- _Supplied data_:
"""

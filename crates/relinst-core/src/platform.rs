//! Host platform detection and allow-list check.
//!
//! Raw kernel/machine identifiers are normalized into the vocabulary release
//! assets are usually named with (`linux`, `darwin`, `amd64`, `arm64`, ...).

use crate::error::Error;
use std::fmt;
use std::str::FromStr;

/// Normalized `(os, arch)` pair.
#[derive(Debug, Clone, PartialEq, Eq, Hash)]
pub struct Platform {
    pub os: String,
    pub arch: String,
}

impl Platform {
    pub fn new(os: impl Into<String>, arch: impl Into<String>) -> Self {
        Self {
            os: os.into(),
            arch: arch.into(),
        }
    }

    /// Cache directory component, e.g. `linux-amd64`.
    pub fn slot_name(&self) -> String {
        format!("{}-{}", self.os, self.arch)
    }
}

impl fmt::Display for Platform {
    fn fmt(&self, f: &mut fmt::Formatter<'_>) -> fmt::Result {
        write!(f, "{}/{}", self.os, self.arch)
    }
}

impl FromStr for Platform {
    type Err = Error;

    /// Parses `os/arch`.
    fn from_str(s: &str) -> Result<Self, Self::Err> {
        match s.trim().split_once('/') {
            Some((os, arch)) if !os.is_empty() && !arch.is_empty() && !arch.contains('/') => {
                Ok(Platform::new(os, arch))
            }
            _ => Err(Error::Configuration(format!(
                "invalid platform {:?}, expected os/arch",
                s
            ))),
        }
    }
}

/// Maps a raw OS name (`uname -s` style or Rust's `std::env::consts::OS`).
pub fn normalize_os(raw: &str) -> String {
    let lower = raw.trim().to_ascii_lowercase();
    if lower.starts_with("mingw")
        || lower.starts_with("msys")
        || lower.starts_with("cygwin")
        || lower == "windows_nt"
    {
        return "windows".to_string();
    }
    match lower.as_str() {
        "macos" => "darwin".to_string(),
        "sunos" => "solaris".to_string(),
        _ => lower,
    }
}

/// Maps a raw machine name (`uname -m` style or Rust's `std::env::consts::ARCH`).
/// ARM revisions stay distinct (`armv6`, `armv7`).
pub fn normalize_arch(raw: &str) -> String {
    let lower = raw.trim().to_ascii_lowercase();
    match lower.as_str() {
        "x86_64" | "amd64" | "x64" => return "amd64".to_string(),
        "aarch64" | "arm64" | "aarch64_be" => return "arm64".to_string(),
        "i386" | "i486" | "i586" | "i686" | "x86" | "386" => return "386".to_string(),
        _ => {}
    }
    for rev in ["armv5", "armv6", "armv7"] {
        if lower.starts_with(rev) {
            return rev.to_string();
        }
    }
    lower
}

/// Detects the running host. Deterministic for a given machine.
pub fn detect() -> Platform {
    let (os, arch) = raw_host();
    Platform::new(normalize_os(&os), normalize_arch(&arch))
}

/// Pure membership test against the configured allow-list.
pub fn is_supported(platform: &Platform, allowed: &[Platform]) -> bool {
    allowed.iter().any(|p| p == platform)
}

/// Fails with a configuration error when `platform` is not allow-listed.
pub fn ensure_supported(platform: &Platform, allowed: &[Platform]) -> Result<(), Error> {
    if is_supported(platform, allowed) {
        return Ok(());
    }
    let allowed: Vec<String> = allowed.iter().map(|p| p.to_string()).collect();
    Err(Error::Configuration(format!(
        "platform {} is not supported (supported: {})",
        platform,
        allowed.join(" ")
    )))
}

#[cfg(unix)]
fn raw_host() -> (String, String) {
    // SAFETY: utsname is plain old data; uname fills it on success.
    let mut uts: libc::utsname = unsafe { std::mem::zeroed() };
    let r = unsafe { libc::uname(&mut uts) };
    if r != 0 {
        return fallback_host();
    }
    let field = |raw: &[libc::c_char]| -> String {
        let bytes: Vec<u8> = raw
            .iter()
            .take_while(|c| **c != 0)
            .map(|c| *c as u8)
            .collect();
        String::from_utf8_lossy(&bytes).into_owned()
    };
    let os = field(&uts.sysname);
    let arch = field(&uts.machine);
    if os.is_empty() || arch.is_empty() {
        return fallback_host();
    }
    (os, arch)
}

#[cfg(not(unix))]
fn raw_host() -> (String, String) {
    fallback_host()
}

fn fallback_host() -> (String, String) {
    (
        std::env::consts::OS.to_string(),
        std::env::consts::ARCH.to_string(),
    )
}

"""
"""

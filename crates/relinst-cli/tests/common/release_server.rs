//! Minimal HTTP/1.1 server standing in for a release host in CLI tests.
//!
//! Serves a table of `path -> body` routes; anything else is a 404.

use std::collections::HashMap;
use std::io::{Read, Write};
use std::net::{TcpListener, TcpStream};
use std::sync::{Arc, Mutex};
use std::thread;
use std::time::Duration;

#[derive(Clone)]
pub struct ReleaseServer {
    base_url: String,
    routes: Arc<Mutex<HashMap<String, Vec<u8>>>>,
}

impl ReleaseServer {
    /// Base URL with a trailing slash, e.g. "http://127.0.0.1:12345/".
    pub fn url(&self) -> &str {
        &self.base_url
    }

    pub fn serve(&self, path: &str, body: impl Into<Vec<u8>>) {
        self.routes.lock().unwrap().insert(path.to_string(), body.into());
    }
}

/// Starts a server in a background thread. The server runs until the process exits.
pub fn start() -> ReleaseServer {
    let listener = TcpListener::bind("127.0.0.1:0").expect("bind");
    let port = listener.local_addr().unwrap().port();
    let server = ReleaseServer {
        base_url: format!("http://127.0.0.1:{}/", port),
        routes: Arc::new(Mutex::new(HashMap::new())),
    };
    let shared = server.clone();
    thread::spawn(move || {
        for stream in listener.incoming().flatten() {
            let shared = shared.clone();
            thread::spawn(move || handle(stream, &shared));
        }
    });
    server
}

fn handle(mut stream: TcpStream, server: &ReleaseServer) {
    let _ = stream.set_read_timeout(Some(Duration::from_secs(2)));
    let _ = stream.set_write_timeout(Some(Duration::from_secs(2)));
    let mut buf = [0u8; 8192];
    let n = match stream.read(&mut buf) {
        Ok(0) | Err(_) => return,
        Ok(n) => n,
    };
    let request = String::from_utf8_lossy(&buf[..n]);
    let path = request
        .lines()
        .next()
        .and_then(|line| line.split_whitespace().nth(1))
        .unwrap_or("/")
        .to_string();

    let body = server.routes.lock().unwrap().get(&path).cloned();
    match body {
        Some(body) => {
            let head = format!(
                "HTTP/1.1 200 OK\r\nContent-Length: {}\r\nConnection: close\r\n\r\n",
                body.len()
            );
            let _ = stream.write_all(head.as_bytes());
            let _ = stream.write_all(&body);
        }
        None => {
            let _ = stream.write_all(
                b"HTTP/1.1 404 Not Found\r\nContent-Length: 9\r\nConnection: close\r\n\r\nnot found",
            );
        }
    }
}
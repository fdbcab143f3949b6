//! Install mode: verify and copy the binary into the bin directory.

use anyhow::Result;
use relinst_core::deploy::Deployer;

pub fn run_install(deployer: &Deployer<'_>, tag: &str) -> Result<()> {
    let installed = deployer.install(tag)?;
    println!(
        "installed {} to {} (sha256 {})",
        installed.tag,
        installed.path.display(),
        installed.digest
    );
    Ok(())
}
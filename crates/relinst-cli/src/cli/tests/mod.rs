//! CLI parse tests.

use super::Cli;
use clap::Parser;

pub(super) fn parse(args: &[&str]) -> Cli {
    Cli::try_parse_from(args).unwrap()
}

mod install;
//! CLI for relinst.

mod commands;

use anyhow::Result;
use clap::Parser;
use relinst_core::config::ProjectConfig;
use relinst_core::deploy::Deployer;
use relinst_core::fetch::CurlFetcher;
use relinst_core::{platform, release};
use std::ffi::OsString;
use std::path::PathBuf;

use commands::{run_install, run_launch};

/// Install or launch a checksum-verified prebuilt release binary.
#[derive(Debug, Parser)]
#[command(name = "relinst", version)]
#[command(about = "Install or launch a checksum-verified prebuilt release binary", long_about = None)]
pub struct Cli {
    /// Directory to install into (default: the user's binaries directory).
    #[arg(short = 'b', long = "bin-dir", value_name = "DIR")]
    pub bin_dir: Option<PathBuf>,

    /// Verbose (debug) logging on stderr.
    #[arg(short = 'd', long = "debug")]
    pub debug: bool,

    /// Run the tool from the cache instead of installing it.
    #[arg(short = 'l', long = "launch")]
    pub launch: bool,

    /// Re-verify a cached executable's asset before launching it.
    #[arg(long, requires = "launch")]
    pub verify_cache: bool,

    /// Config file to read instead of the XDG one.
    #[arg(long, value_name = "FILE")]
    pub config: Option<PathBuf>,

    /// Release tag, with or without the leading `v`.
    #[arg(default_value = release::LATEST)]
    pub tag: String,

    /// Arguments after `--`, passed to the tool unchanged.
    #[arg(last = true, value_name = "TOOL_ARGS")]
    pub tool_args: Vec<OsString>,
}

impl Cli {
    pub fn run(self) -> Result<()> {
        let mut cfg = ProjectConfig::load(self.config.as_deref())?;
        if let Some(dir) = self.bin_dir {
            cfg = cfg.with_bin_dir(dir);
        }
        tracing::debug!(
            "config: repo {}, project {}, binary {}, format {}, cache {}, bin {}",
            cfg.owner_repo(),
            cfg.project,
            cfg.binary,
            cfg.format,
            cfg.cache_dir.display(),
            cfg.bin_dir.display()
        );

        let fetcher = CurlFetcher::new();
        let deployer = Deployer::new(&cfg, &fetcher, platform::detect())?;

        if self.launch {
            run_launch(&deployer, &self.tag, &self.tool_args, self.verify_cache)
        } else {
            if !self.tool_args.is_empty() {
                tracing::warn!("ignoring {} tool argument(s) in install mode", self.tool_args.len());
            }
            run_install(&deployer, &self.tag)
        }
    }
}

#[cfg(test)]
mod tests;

"""

- _Required action_:
Every line above that holds the string "nConnection" should be copied into the answer.

- _Exercise response_:
                "HTTP/1.1 200 OK\r\nContent-Length: {}\r\nConnection: close\r\n\r\n",
                b"HTTP/1.1 404 Not Found\r\nContent-Length: 9\r\nConnection: close\r\n\r\nnot found",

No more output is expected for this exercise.